Hans Hübner (13 October 1837, in Düsseldorf – 4 July 1884, in Göttingen) was a German chemist. He was the son of painter Julius Hübner (1806–1882).

He studied chemistry at the University of Göttingen, receiving his doctorate in 1859 with a dissertation on acrolein. Following graduation, he continued his education at the University of Heidelberg with Robert Bunsen and at the University of Ghent under August Kekulé. In 1863 he obtained his habilitation at Göttingen, where from 1864 he worked as an assistant at the institute of chemistry under Friedrich Wöhler. In 1870 he became an associate professor, followed by a full professorship in 1874. In 1882 he succeeded Wöhler as director of the chemistry institute at the university.
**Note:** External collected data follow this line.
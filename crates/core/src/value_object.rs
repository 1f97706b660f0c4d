//! Value object trait: equality by value, not identity.
//!
//! Report figures (daily aggregates, net reports, breakdown rows) have **no
//! identity**: two aggregates with the same count and sums are the same figure.

/// Marker trait for value objects.
///
/// Value objects are **immutable** and **compared by value**. A `DailyAggregate`
/// for one day is produced once from a ledger query and never modified; a new
/// query produces a new value.
///
/// ## Design Constraints
///
/// The trait requires:
/// - **Clone**: values are copied freely between the aggregator and presentation
/// - **PartialEq**: two figures compare by their fields (idempotence checks rely on this)
/// - **Debug**: figures show up in logs and test failures
///
/// ## Usage Pattern
///
/// ```ignore
/// #[derive(Debug, Clone, PartialEq, Eq)]
/// struct BillTotals {
///     bills: i64,
///     amount: Decimal,
/// }
///
/// impl ValueObject for BillTotals {}
/// ```
pub trait ValueObject: Clone + PartialEq + core::fmt::Debug {}
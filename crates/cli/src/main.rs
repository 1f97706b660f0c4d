mod cli;
mod render;

use std::process::ExitCode;

use clap::Parser;
use cli::Cli;

#[tokio::main(flavor = "current_thread")]
async fn main() -> ExitCode {
    // A missing .env file is fine; the environment may be set directly.
    let _ = dotenvy::dotenv();
    erpsales_observability::init();

    let cli = Cli::parse();
    match cli.run().await {
        Ok(()) => ExitCode::SUCCESS,
        Err(err) => cli::report_failure(&err),
    }
}
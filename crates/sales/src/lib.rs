//! Daily sales domain module.
//!
//! This crate contains the daily sales aggregation rules: how ledger totals are
//! normalized, how net figures are derived from gross sales and returns, and the
//! data-source boundary ([`SalesLedger`]) that ledger implementations provide.
//! It performs no IO of its own.

pub mod aggregate;
pub mod aggregator;
pub mod breakdown;
pub mod ledger;
pub mod report;
pub mod voucher;

pub use aggregate::DailyAggregate;
pub use aggregator::{
    compute_branch_sales, compute_breakdown, compute_daily_aggregate, compute_net_sales_report,
    compute_top_products, DEFAULT_TOP_PRODUCTS,
};
pub use breakdown::{BranchSales, DailySalesBreakdown, ProductSales};
pub use ledger::{
    BranchSalesRow, LedgerError, LedgerResult, LedgerTotalsRow, ProductSalesRow, SalesLedger,
};
pub use report::NetSalesReport;
pub use voucher::VoucherType;
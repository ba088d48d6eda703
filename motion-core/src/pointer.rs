//! # Pointer 模块
//!
//! 指针事件中心：把全局指针事件分发给订阅者。
//!
//! 订阅返回 [`Subscription`]，被 drop 时自动注销，组件卸载后不会残留监听。
//! 中心只持有监听者的 `Weak` 引用。

use std::cell::RefCell;
use std::fmt;
use std::rc::{Rc, Weak};

use tracing::debug;

use crate::cursor::DomNode;
use crate::geometry::Vec2;

/// 指针事件
#[derive(Clone)]
pub enum PointerEvent {
    /// 指针移动（视口坐标）
    Move(Vec2),
    /// 指针进入节点（冒泡）
    Over { target: Rc<dyn DomNode> },
    /// 指针离开节点（冒泡），`related` 为即将进入的节点
    Out {
        target: Rc<dyn DomNode>,
        related: Option<Rc<dyn DomNode>>,
    },
    /// 指针离开页面
    Leave,
}

impl fmt::Debug for PointerEvent {
    fn fmt(&self, f: &mut fmt::Formatter<'_>) -> fmt::Result {
        match self {
            PointerEvent::Move(position) => f.debug_tuple("Move").field(position).finish(),
            PointerEvent::Over { target } => {
                f.debug_struct("Over").field("target", &target.key()).finish()
            }
            PointerEvent::Out { target, related } => f
                .debug_struct("Out")
                .field("target", &target.key())
                .field("related", &related.as_ref().map(|n| n.key()))
                .finish(),
            PointerEvent::Leave => f.write_str("Leave"),
        }
    }
}

/// 指针事件监听者
pub trait PointerListener {
    fn on_pointer_event(&mut self, event: &PointerEvent);
}

struct HubState {
    next_id: u64,
    listeners: Vec<(u64, Weak<RefCell<dyn PointerListener>>)>,
}

/// 指针事件中心
#[derive(Clone)]
pub struct PointerHub {
    inner: Rc<RefCell<HubState>>,
}

impl Default for PointerHub {
    fn default() -> Self {
        Self::new()
    }
}

impl fmt::Debug for PointerHub {
    fn fmt(&self, f: &mut fmt::Formatter<'_>) -> fmt::Result {
        f.debug_struct("PointerHub")
            .field("listeners", &self.listener_count())
            .finish()
    }
}

impl PointerHub {
    pub fn new() -> Self {
        Self {
            inner: Rc::new(RefCell::new(HubState {
                next_id: 1,
                listeners: Vec::new(),
            })),
        }
    }

    /// 订阅事件
    pub fn subscribe<L: PointerListener + 'static>(&self, listener: &Rc<RefCell<L>>) -> Subscription {
        let weak = Rc::downgrade(listener);
        let weak: Weak<RefCell<dyn PointerListener>> = weak;
        let mut state = self.inner.borrow_mut();
        let id = state.next_id;
        state.next_id += 1;
        state.listeners.push((id, weak));
        debug!(subscription = id, "指针监听已注册");

        Subscription {
            id,
            hub: Rc::downgrade(&self.inner),
        }
    }

    /// 分发事件
    ///
    /// 分发前先复制监听者列表，监听者可以在回调中注销自身或其他监听者。
    pub fn dispatch(&self, event: &PointerEvent) {
        let listeners: Vec<Rc<RefCell<dyn PointerListener>>> = self
            .inner
            .borrow()
            .listeners
            .iter()
            .filter_map(|(_, weak)| weak.upgrade())
            .collect();

        for listener in listeners {
            // 正在处理事件的监听者不会重入
            if let Ok(mut listener) = listener.try_borrow_mut() {
                listener.on_pointer_event(event);
            }
        }
    }

    /// 存活的监听者数量
    pub fn listener_count(&self) -> usize {
        self.inner
            .borrow()
            .listeners
            .iter()
            .filter(|(_, weak)| weak.strong_count() > 0)
            .count()
    }
}

/// 订阅凭证，drop 时注销
pub struct Subscription {
    id: u64,
    hub: Weak<RefCell<HubState>>,
}

impl Subscription {
    /// 显式注销
    pub fn cancel(self) {}
}

impl Drop for Subscription {
    fn drop(&mut self) {
        let Some(hub) = self.hub.upgrade() else {
            return;
        };
        if let Ok(mut state) = hub.try_borrow_mut() {
            state.listeners.retain(|(id, _)| *id != self.id);
            debug!(subscription = self.id, "指针监听已注销");
        }
    }
}

impl fmt::Debug for Subscription {
    fn fmt(&self, f: &mut fmt::Formatter<'_>) -> fmt::Result {
        f.debug_struct("Subscription").field("id", &self.id).finish()
    }
}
With Friedrich Konrad Beilstein and Rudolph Fittig, he was editor of the journal Zeitschrift für Chemie (1865–71).

== Selected writings ==
- 1870 : Über die Stellung der Wasserstoffatome im Benzol (with J. Alsberg).
- 1871 : Untersuchungen über Glycerin- und Alkylverbindungen und ihre gegenseitigen Beziehungen (with Karl Müller).
- 1873 : Über isomere Dinitrophenole (with Werner Schneider).
- 1873 : Über Bromtoluole und Verhalten ihrer Wasserstoffatome (with J. Post).
- 1879 : Nitrosalicylsäuren und die Isomerien der Benzolabkömmlinge.
- 1881 : Anhydroverbindungen.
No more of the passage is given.